Research Project
10468403
Abstract Substantial evidence indicates that cannabis is effective for the treatment of chronic pain in adults, but medical use of cannabis is restricted by its main psychoactive component tetrahydrocannabinol (THC). Minor cannabinoids, such as cannabidiol (CBD), do not have psychotropic activity. However, their analgesic effects are not as potent as THC and the neural mechanisms by which minor cannabinoids-mediated analgesia may be optimized remain largely unknown. Accordingly, the overall objective of this project is to identify neural mechanisms involved in minor cannabinoids signaling in order to optimize their analgesic effects. In light of compelling evidence that CBD acts on a1 and a3-glycine receptors (GlyRs), which are only a part of molecular players in neuropathic pain, we will investigate the effects and mechanisms of the combination of CBD or other minor cannabinoids with manipulations based on KCC2, a neuron-specific chloride extruder expressed in most neurons. Our test hypothesis is that CBD's mechanistic effects may be modulated by KCC2 dose-dependently and increasing KCC2 activity in spinal cord and/or cortex may enhance CBD analgesia.
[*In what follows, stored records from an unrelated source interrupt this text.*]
/// Label conditions and operators
pub mod condition;
/// Parent resolution
pub mod resolver;
/// Label projection onto parents
pub mod projector;
/// Aggregate instance ids
pub mod identity_builder;
/// Upward hierarchy walk
pub mod walker;

pub use condition::{Condition, Operator};
pub use identity_builder::{leaf_instance_id, IdentityBuilder, INSTANCE_ID_SEPARATOR};
pub use projector::LabelProjector;
pub use resolver::ParentResolver;
pub use walker::HierarchyWalker;
//! Periodic counter rollup
//!
//! Producers record counter updates through a cloneable [`TelemetryHandle`].
//! Updates travel over a channel to a single [`RollupTask`] which owns the
//! current window. On every tick the task takes the window, resets it, and
//! pushes the derived metrics to a [`TelemetrySink`].

use crate::error::TelemetryError;
use crate::telemetry::sink::{
    EventTelemetry, MetricTelemetry, TelemetrySink, EVENT_DAEMONSET_HEARTBEAT,
    EVENT_PLUGIN_INITIALIZED, METRIC_AGENT_MAX_LATENCY_MS, METRIC_AVG_FLUSH_RATE,
    METRIC_AVG_LOG_GENERATION_RATE, METRIC_LOG_SIZE, METRIC_TELEGRAF_SENT,
    METRIC_TELEGRAF_SEND_429_ERRORS, METRIC_TELEGRAF_SEND_ERRORS, PROPERTY_CONTAINER,
};
use log::{debug, info, warn};
use std::collections::BTreeMap;
use std::sync::Arc;
use std::time::Duration;
use tokio::sync::{mpsc, watch};
use tokio::time::Instant;

/// Push interval used when none is configured or the configured one is invalid
pub const DEFAULT_PUSH_INTERVAL_SECONDS: u64 = 300;

/// Controller type whose node-level log metrics are reported
pub const DAEMONSET_CONTROLLER: &str = "daemonset";

/// Parse a push interval given in seconds
///
/// Falls back to [`DEFAULT_PUSH_INTERVAL_SECONDS`] when the value is not a
/// positive integer.
pub fn parse_push_interval(value: &str) -> Duration {
    match value.trim().parse::<u64>() {
        Ok(seconds) if seconds > 0 => Duration::from_secs(seconds),
        _ => {
            warn!(
                "Invalid telemetry push interval '{}', using default of {}s",
                value, DEFAULT_PUSH_INTERVAL_SECONDS
            );
            Duration::from_secs(DEFAULT_PUSH_INTERVAL_SECONDS)
        }
    }
}

/// A single counter update sent by a producer
#[derive(Debug, Clone, PartialEq)]
pub enum CounterUpdate {
    /// Records flushed downstream, their total size and the time it took
    Flush {
        records: u64,
        size_bytes: u64,
        time_taken_ms: f64,
    },
    /// Processing latency observed for a container's records
    Latency { latency_ms: f64, container: String },
    /// Metrics sent successfully
    MetricsSent(u64),
    /// Metric sends that failed
    SendErrors(u64),
    /// Metric sends rejected with HTTP 429
    SendThrottled(u64),
}

/// Counters accumulated over one push interval
#[derive(Debug, Clone, Default, PartialEq)]
pub struct CounterWindow {
    pub flushed_records: f64,
    pub flushed_bytes: f64,
    pub flush_time_ms: f64,
    pub max_latency_ms: f64,
    pub max_latency_container: String,
    pub metrics_sent: f64,
    pub send_errors: f64,
    pub send_throttled: f64,
}

impl CounterWindow {
    /// Fold an update into the window
    pub fn apply(&mut self, update: CounterUpdate) {
        match update {
            CounterUpdate::Flush {
                records,
                size_bytes,
                time_taken_ms,
            } => {
                self.flushed_records += records as f64;
                self.flushed_bytes += size_bytes as f64;
                self.flush_time_ms += time_taken_ms;
            }
            CounterUpdate::Latency {
                latency_ms,
                container,
            } => {
                if latency_ms > self.max_latency_ms {
                    self.max_latency_ms = latency_ms;
                    self.max_latency_container = container;
                }
            }
            CounterUpdate::MetricsSent(count) => self.metrics_sent += count as f64,
            CounterUpdate::SendErrors(count) => self.send_errors += count as f64,
            CounterUpdate::SendThrottled(count) => self.send_throttled += count as f64,
        }
    }

    /// Take the accumulated counters, leaving the window reset
    pub fn take(&mut self) -> CounterWindow {
        std::mem::take(self)
    }

    /// Derive the items to push for a window that lasted `elapsed`
    ///
    /// Node-level log metrics are only reported for daemonset controllers.
    /// Rates with a zero denominator are reported as 0.
    pub fn report(&self, elapsed: Duration, daemonset: bool) -> RollupReport {
        let mut report = RollupReport::default();
        let elapsed_seconds = elapsed.as_secs_f64();

        if daemonset {
            report
                .events
                .push(EventTelemetry::new(EVENT_DAEMONSET_HEARTBEAT));
            report.metrics.push(MetricTelemetry::new(
                METRIC_AVG_FLUSH_RATE,
                rate(self.flushed_records * 1000.0, self.flush_time_ms),
            ));
            report.metrics.push(MetricTelemetry::new(
                METRIC_AVG_LOG_GENERATION_RATE,
                rate(self.flushed_records, elapsed_seconds),
            ));
            report.metrics.push(MetricTelemetry::new(
                METRIC_LOG_SIZE,
                rate(self.flushed_bytes, elapsed_seconds),
            ));
            report.metrics.push(
                MetricTelemetry::new(METRIC_AGENT_MAX_LATENCY_MS, self.max_latency_ms)
                    .with_property(PROPERTY_CONTAINER, self.max_latency_container.clone()),
            );
        }

        report
            .metrics
            .push(MetricTelemetry::new(METRIC_TELEGRAF_SENT, self.metrics_sent));
        if self.send_errors > 0.0 {
            report.metrics.push(MetricTelemetry::new(
                METRIC_TELEGRAF_SEND_ERRORS,
                self.send_errors,
            ));
        }
        if self.send_throttled > 0.0 {
            report.metrics.push(MetricTelemetry::new(
                METRIC_TELEGRAF_SEND_429_ERRORS,
                self.send_throttled,
            ));
        }

        report
    }
}

fn rate(numerator: f64, denominator: f64) -> f64 {
    if denominator > 0.0 {
        numerator / denominator
    } else {
        0.0
    }
}

/// Items produced by one tick
#[derive(Debug, Clone, Default, PartialEq)]
pub struct RollupReport {
    pub events: Vec<EventTelemetry>,
    pub metrics: Vec<MetricTelemetry>,
}

/// Settings for the rollup task
#[derive(Debug, Clone)]
pub struct RollupSettings {
    /// Time between pushes
    pub interval: Duration,
    /// Controller type of this agent (e.g. `daemonset`, `replicaset`)
    pub controller_type: String,
    /// When false, windows are still reset but nothing is pushed
    pub enabled: bool,
    /// Dimensions attached to every pushed item
    pub common_properties: BTreeMap<String, String>,
}

impl Default for RollupSettings {
    fn default() -> Self {
        Self {
            interval: Duration::from_secs(DEFAULT_PUSH_INTERVAL_SECONDS),
            controller_type: DAEMONSET_CONTROLLER.to_string(),
            enabled: true,
            common_properties: BTreeMap::new(),
        }
    }
}

impl RollupSettings {
    fn is_daemonset(&self) -> bool {
        self.controller_type.eq_ignore_ascii_case(DAEMONSET_CONTROLLER)
    }
}

/// Cloneable producer side of the rollup
#[derive(Debug, Clone)]
pub struct TelemetryHandle {
    sender: mpsc::UnboundedSender<CounterUpdate>,
}

impl TelemetryHandle {
    /// Send a raw counter update
    ///
    /// # Errors
    ///
    /// Returns `TelemetryError::ChannelClosed` once the rollup task has stopped.
    pub fn record(&self, update: CounterUpdate) -> Result<(), TelemetryError> {
        self.sender
            .send(update)
            .map_err(|_| TelemetryError::ChannelClosed)
    }

    pub fn record_flush(
        &self,
        records: u64,
        size_bytes: u64,
        time_taken_ms: f64,
    ) -> Result<(), TelemetryError> {
        self.record(CounterUpdate::Flush {
            records,
            size_bytes,
            time_taken_ms,
        })
    }

    pub fn record_latency(
        &self,
        latency_ms: f64,
        container: impl Into<String>,
    ) -> Result<(), TelemetryError> {
        self.record(CounterUpdate::Latency {
            latency_ms,
            container: container.into(),
        })
    }

    pub fn record_send_success(&self, count: u64) -> Result<(), TelemetryError> {
        self.record(CounterUpdate::MetricsSent(count))
    }

    pub fn record_send_error(&self, count: u64) -> Result<(), TelemetryError> {
        self.record(CounterUpdate::SendErrors(count))
    }

    pub fn record_send_throttled(&self, count: u64) -> Result<(), TelemetryError> {
        self.record(CounterUpdate::SendThrottled(count))
    }
}

/// Create a producer handle and the task that consumes it
pub fn channel(
    settings: RollupSettings,
    sink: Arc<dyn TelemetrySink>,
) -> (TelemetryHandle, RollupTask) {
    let (sender, receiver) = mpsc::unbounded_channel();
    let task = RollupTask {
        settings,
        sink,
        receiver,
        window: CounterWindow::default(),
    };
    (TelemetryHandle { sender }, task)
}

/// Consumer that owns the counter window and pushes it on a timer
pub struct RollupTask {
    settings: RollupSettings,
    sink: Arc<dyn TelemetrySink>,
    receiver: mpsc::UnboundedReceiver<CounterUpdate>,
    window: CounterWindow,
}

impl RollupTask {
    /// Run until `shutdown` turns true or every handle is dropped
    ///
    /// Pushes the init event first; the first window is pushed one interval
    /// later. Pending updates are folded in and a final window is pushed on
    /// shutdown.
    pub async fn run(mut self, mut shutdown: watch::Receiver<bool>) {
        info!(
            "Telemetry rollup started with interval {:?}",
            self.settings.interval
        );
        self.push_event(EventTelemetry::new(EVENT_PLUGIN_INITIALIZED));

        let mut timer = tokio::time::interval(self.settings.interval.max(Duration::from_millis(1)));
        timer.tick().await;
        let mut window_start = Instant::now();

        loop {
            tokio::select! {
                update = self.receiver.recv() => match update {
                    Some(update) => self.window.apply(update),
                    None => {
                        debug!("All telemetry handles dropped");
                        break;
                    }
                },
                _ = timer.tick() => {
                    self.flush(window_start.elapsed());
                    window_start = Instant::now();
                }
                changed = shutdown.changed() => {
                    if changed.is_err() || *shutdown.borrow() {
                        debug!("Telemetry rollup received shutdown signal");
                        break;
                    }
                }
            }
        }

        while let Ok(update) = self.receiver.try_recv() {
            self.window.apply(update);
        }
        self.flush(window_start.elapsed());
        info!("Telemetry rollup stopped");
    }

    #[cfg(test)]
    pub(crate) fn try_next_update(&mut self) -> Option<CounterUpdate> {
        self.receiver.try_recv().ok()
    }

    /// Push the current window and reset it
    pub fn flush(&mut self, elapsed: Duration) {
        let window = self.window.take();
        if !self.settings.enabled {
            debug!("Telemetry disabled, dropping window");
            return;
        }

        let report = window.report(elapsed, self.settings.is_daemonset());
        for event in report.events {
            self.push_event(event);
        }
        for metric in report.metrics {
            self.push_metric(metric);
        }
    }

    fn push_event(&self, mut event: EventTelemetry) {
        if !self.settings.enabled {
            return;
        }
        merge_common(&mut event.properties, &self.settings.common_properties);
        debug!("Sending event: {}", event.name);
        if let Err(e) = self.sink.track_event(event) {
            warn!("Failed to push telemetry event: {}", e);
        }
    }

    fn push_metric(&self, mut metric: MetricTelemetry) {
        merge_common(&mut metric.properties, &self.settings.common_properties);
        if let Err(e) = self.sink.track_metric(metric) {
            warn!("Failed to push telemetry metric: {}", e);
        }
    }
}

/// Item-specific properties take precedence over common ones
fn merge_common(properties: &mut BTreeMap<String, String>, common: &BTreeMap<String, String>) {
    for (key, value) in common {
        properties
            .entry(key.clone())
            .or_insert_with(|| value.clone());
    }
}
use thiserror::Error;

/// Errors that can occur while resolving a monitor's place in the hierarchy
#[derive(Error, Debug, Clone, PartialEq, Eq)]
pub enum ResolutionError {
    #[error("Unknown monitor id: {0}")]
    UnknownMonitor(String),

    #[error("Unsupported condition operator: {0}")]
    UnsupportedOperator(String),

    #[error("Identity labels for monitor '{monitor_id}' are not a sequence (found {found})")]
    MissingIdentityDefinition { monitor_id: String, found: String },

    #[error("Cyclic monitor definition: {0}")]
    CyclicDefinition(String),
}

/// Errors that can occur during configuration loading
#[derive(Error, Debug)]
pub enum ConfigError {
    #[error("Failed to read config file: {0}")]
    ReadError(String),

    #[error("Invalid configuration value: {0}")]
    ValidationError(String),

    #[error("Invalid monitor configuration: {0}")]
    Resolution(#[from] ResolutionError),

    #[error("TOML parse error: {0}")]
    TomlError(#[from] toml::de::Error),
}

/// Errors that can occur in the telemetry rollup
#[derive(Error, Debug)]
pub enum TelemetryError {
    #[error("Telemetry channel closed")]
    ChannelClosed,

    #[error("Telemetry sink failed: {0}")]
    SinkFailed(String),
}

/// Errors that can occur while reading leaf state-change events
#[derive(Error, Debug)]
pub enum IngestError {
    #[error("Failed to parse event on line {line}: {reason}")]
    ParseError { line: usize, reason: String },

    #[error("IO error: {0}")]
    IoError(#[from] std::io::Error),
}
Specifically, we will determine whether modulating KCC2 activity will alter CBD analgesia in a dose-dependent manner, and define circuit mechanisms by which KCC2 modulates CBD analgesia. In addition to CBD, we will also examine whether KCC2 activity will regulate the analgesic effects of a family of CBD-related minor cannabinoids. Identifying the novel circuit targets and mechanisms of minor cannabinoids-mediated analgesia will not only help optimize non- psychoactive cannabinoid-based therapies but also provide routes to develop effective new treatments with minimal side-effects.